The “melt rock” was a surface-level find, so who knows where and when it came from.

The paper goes on to identifier several typical markers of an airburst event. I’m not convinced that an aerial burst would generate those kinds of markers, but the point is moot because the authors go on to  admit that preliminary analysis reveals some of these markers at the Hammam site, “but not at compelling levels.” If it’s not compelling to them, it’s certainly ain’t compelling to me.

Evidence Demands a Verdict

One thing not mentioned by the article involves the conditions at other sites in the area. The Bible states that Sodom was only one of the “cities of the plain”. In addition to Sodom, there’s the well-known sister site of Gomorrah and the less-known cities of Admah and Zeboiim. Being the largest ruin in the area, Tall el-Hammam is supposedly the main city of Sodom and the neighboring Tall Kafrayn is assumed to be Gomorrah. Tall Nimrin is proposed as Admah and other sites for Zeboiim.
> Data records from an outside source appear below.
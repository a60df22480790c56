//! Configuration models and loaders for the powered-descent planner.
//!
//! Angles are given in degrees here; conversion to runtime types happens in the transcription
//! façade.

use std::fs::File;
use std::path::{Path, PathBuf};

use serde::Deserialize;
use thiserror::Error;

/// Vehicle entry from a catalog. Missing fields keep the default vehicle's values.
#[derive(Debug, Deserialize, Clone, Default, PartialEq)]
pub struct VehicleConfig {
    pub name: String,
    #[serde(default)]
    pub dry_mass_kg: Option<f64>,
    #[serde(default)]
    pub propellant_mass_kg: Option<f64>,
    #[serde(default)]
    pub max_thrust_n: Option<f64>,
    #[serde(default)]
    pub min_thrust_n: Option<f64>,
    #[serde(default)]
    pub max_gimbal_deg: Option<f64>,
    #[serde(default)]
    pub max_rcs_force_n: Option<f64>,
    #[serde(default)]
    pub engine_arm_m: Option<f64>,
    #[serde(default)]
    pub rcs_arm_m: Option<f64>,
    #[serde(default)]
    pub moment_of_inertia_kg_m2: Option<f64>,
    #[serde(default)]
    pub isp_s: Option<f64>,
    #[serde(default)]
    pub rcs_isp_s: Option<f64>,
    #[serde(default)]
    pub gravity_m_s2: Option<f64>,
}

/// Initial state of a scenario.
#[derive(Debug, Deserialize, Clone, PartialEq)]
pub struct InitialStateConfig {
    pub x_m: f64,
    pub y_m: f64,
    #[serde(default)]
    pub vx_m_s: f64,
    #[serde(default)]
    pub vy_m_s: f64,
    #[serde(default)]
    pub theta_deg: f64,
    #[serde(default)]
    pub omega_deg_s: f64,
    /// Defaults to the vehicle's wet mass.
    #[serde(default)]
    pub mass_kg: Option<f64>,
}

/// Landing point; the pad at the origin unless given.
#[derive(Debug, Deserialize, Clone, Copy, Default, PartialEq)]
#[serde(default)]
pub struct TargetConfig {
    pub x_m: f64,
    pub y_m: f64,
    pub vx_m_s: f64,
    pub vy_m_s: f64,
}

#[derive(Debug, Deserialize, Clone, Copy, Default, PartialEq)]
#[serde(tag = "mode", rename_all = "snake_case")]
pub enum TerminalConfig {
    #[default]
    Exact,
    Band {
        position_tolerance_m: f64,
        velocity_tolerance_m_s: f64,
        #[serde(default)]
        touchdown_speed_m_s: Option<f64>,
    },
}

#[derive(Debug, Deserialize, Clone, Copy, PartialEq)]
#[serde(default)]
pub struct PathConfig {
    pub altitude_floor: bool,
    pub max_tilt_deg: Option<f64>,
    pub max_angular_rate_deg_s: Option<f64>,
}

impl Default for PathConfig {
    fn default() -> Self {
        Self {
            altitude_floor: true,
            max_tilt_deg: None,
            max_angular_rate_deg_s: None,
        }
    }
}

/// Optional objective terms; all zero is pure minimum-propellant.
#[derive(Debug, Deserialize, Clone, Copy, Default, PartialEq)]
#[serde(default)]
pub struct WeightsConfig {
    pub terminal_error: f64,
    pub control_effort: f64,
    pub attitude: f64,
}

/// One descent scenario.
#[derive(Debug, Deserialize, Clone, PartialEq)]
pub struct ScenarioConfig {
    pub name: String,
    /// Name of a vehicle in the catalog; the default vehicle when absent.
    #[serde(default)]
    pub vehicle: Option<String>,
    pub initial: InitialStateConfig,
    #[serde(default)]
    pub target: TargetConfig,
    #[serde(default)]
    pub terminal: TerminalConfig,
    #[serde(default)]
    pub attitude_tolerance_deg: Option<f64>,
    #[serde(default)]
    pub rate_tolerance_deg_s: Option<f64>,
    #[serde(default = "default_intervals")]
    pub intervals: usize,
    #[serde(default = "default_dt")]
    pub dt_s: f64,
    #[serde(default)]
    pub path: PathConfig,
    #[serde(default)]
    pub weights: WeightsConfig,
    /// Overrides the vehicle's gravity for this scenario only.
    #[serde(default)]
    pub gravity_m_s2: Option<f64>,
}

fn default_intervals() -> usize {
    50
}

fn default_dt() -> f64 {
    0.5
}

/// Errors that can occur while loading configuration files.
#[derive(Debug, Error)]
pub enum ConfigError {
    #[error("failed to read configuration: {0}")]
    Io(#[from] std::io::Error),
    #[error("failed to parse YAML: {0}")]
    Parse(#[from] serde_yaml::Error),
    #[error("failed to parse TOML: {0}")]
    Toml(#[from] toml::de::Error),
}

/// Load vehicle configurations from a YAML list, a TOML file or a directory of TOML files.
pub fn load_vehicle_configs<P: AsRef<Path>>(path: P) -> Result<Vec<VehicleConfig>, ConfigError> {
    load_records(path)
}

/// Load scenarios from a YAML list, a TOML file or a directory of TOML files.
pub fn load_scenarios<P: AsRef<Path>>(path: P) -> Result<Vec<ScenarioConfig>, ConfigError> {
    load_records(path)
}

fn load_records<T, P>(path: P) -> Result<Vec<T>, ConfigError>
where
    T: for<'de> Deserialize<'de>,
    P: AsRef<Path>,
{
    let path = path.as_ref();
    if path.is_dir() {
        read_dir_records(path)
    } else if path.extension().map(|ext| ext == "toml").unwrap_or(false) {
        let contents = std::fs::read_to_string(path)?;
        let record: T = toml::from_str(&contents)?;
        Ok(vec![record])
    } else {
        let reader = File::open(path)?;
        Ok(serde_yaml::from_reader(reader)?)
    }
}

fn read_dir_records<T>(dir: &Path) -> Result<Vec<T>, ConfigError>
where
    T: for<'de> Deserialize<'de>,
{
    let mut records = Vec::new();
    let mut entries: Vec<PathBuf> = std::fs::read_dir(dir)?
        .filter_map(|entry| entry.ok().map(|e| e.path()))
        .filter(|path| path.extension().map(|ext| ext == "toml").unwrap_or(false))
        .collect();
    entries.sort();
    for path in entries {
        let contents = std::fs::read_to_string(&path)?;
        let record: T = toml::from_str(&contents)?;
        records.push(record);
    }
    Ok(records)
}

#[cfg(test)]
mod tests {
    use std::fs;

    use super::*;

    #[test]
    fn yaml_scenario_fills_defaults() {
        let dir = tempfile::tempdir().unwrap();
        let path = dir.path().join("scenarios.yaml");
        fs::write(
            &path,
            "- name: hop\n  initial: { x_m: 10.0, y_m: 300.0 }\n\
             - name: band\n  initial: { x_m: 0.0, y_m: 800.0, vy_m_s: -20.0 }\n  \
             terminal: { mode: band, position_tolerance_m: 1.0, velocity_tolerance_m_s: 0.5 }\n",
        )
        .unwrap();
        let scenarios = load_scenarios(&path).unwrap();
        assert_eq!(scenarios.len(), 2);
        assert_eq!(scenarios[0].terminal, TerminalConfig::Exact);
        assert_eq!(scenarios[0].intervals, 50);
        assert_eq!(scenarios[0].dt_s, 0.5);
        assert!(scenarios[0].path.altitude_floor);
        assert_eq!(
            scenarios[1].terminal,
            TerminalConfig::Band {
                position_tolerance_m: 1.0,
                velocity_tolerance_m_s: 0.5,
                touchdown_speed_m_s: None,
            }
        );
    }

    #[test]
    fn toml_directory_is_read_in_name_order() {
        let dir = tempfile::tempdir().unwrap();
        fs::write(
            dir.path().join("b.toml"),
            "name = \"heavy\"\ndry_mass_kg = 30000.0\n",
        )
        .unwrap();
        fs::write(
            dir.path().join("a.toml"),
            "name = \"light\"\nmax_gimbal_deg = 10.0\n",
        )
        .unwrap();
        fs::write(dir.path().join("notes.txt"), "ignored").unwrap();
        let vehicles = load_vehicle_configs(dir.path()).unwrap();
        assert_eq!(vehicles.len(), 2);
        assert_eq!(vehicles[0].name, "light");
        assert_eq!(vehicles[0].max_gimbal_deg, Some(10.0));
        assert_eq!(vehicles[1].dry_mass_kg, Some(30_000.0));
    }

    #[test]
    fn malformed_files_report_their_format() {
        let dir = tempfile::tempdir().unwrap();
        let yaml = dir.path().join("bad.yaml");
        fs::write(&yaml, "- name: [unclosed\n").unwrap();
        assert!(matches!(load_scenarios(&yaml), Err(ConfigError::Parse(_))));
        let toml_path = dir.path().join("bad.toml");
        fs::write(&toml_path, "name = \n").unwrap();
        assert!(matches!(
            load_vehicle_configs(&toml_path),
            Err(ConfigError::Toml(_))
        ));
        assert!(matches!(
            load_scenarios(dir.path().join("missing.yaml")),
            Err(ConfigError::Io(_))
        ));
    }
}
If a meteoritic airburst took out Sodom, it would have affected the neighboring cities as well. I reviewed the papers from the teams excavating Tall Kafrayn and Tall Nimrin and nothing out of the ordinary was mentioned there. Maybe I missed it. Or maybe the teams exploring those sites failed to spot salt haze and vitrified potsherds.

Where does this leave us? The physical evidence proposed for a meteoritic airburst hardly seems conclusive. There are simpler alternate explanations that come to my mind. I would think that an expert in the field would be able to suggest more likely explanations than what I was able to come up with. We would also need to see evidence from other sites in the Jordan plain, not just Tall el-Hammam.

I am sympathetic to the airburst theory. A major catastrophe like that would be remembered for centuries and handed down in legends. It would be cool if it were true. But based on the physical evidence presented, I have to conclude that it is not. Or at best, not proven.

Tall el-Hammam may have been the biblical city once known as Sodom, but that doesn’t mean it was destroyed by an exploding meteor.